*** Block opens ***
//! # pt-optimizer
//!
//! Search distribution and update rules for plantune.
//!
//! Provides the parameter handlers that turn sampled vectors into solver
//! parameter files, the multivariate-normal search distribution, IPC-style
//! reward scoring with online reference costs, the evolution rules and run
//! status tracking.

pub mod distribution;
pub mod evolution;
pub mod handler;
pub mod run;
pub mod scoring;

pub use distribution::{Distribution, EIGENVALUE_FLOOR};
pub use evolution::{rank_weights, should_update, EvolutionRule, DEFAULT_SKIP_THRESHOLD};
pub use handler::{DirectHandler, EncodedHandler, HandlerConfig, ParameterHandler};
pub use run::{GenerationRecord, RunId, RunState, RunStatus};
pub use scoring::{
    rank, reward, total_score, total_scores, update_references, NoRewardSignal,
    UNKNOWN_REFERENCE_BONUS,
};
*** Block closes ***
**Task details**
Search the data above for the word "scoring" and show every line that has it.

**Answer area**
//! reward scoring with online reference costs, the evolution rules and run
pub mod scoring;
pub use scoring::{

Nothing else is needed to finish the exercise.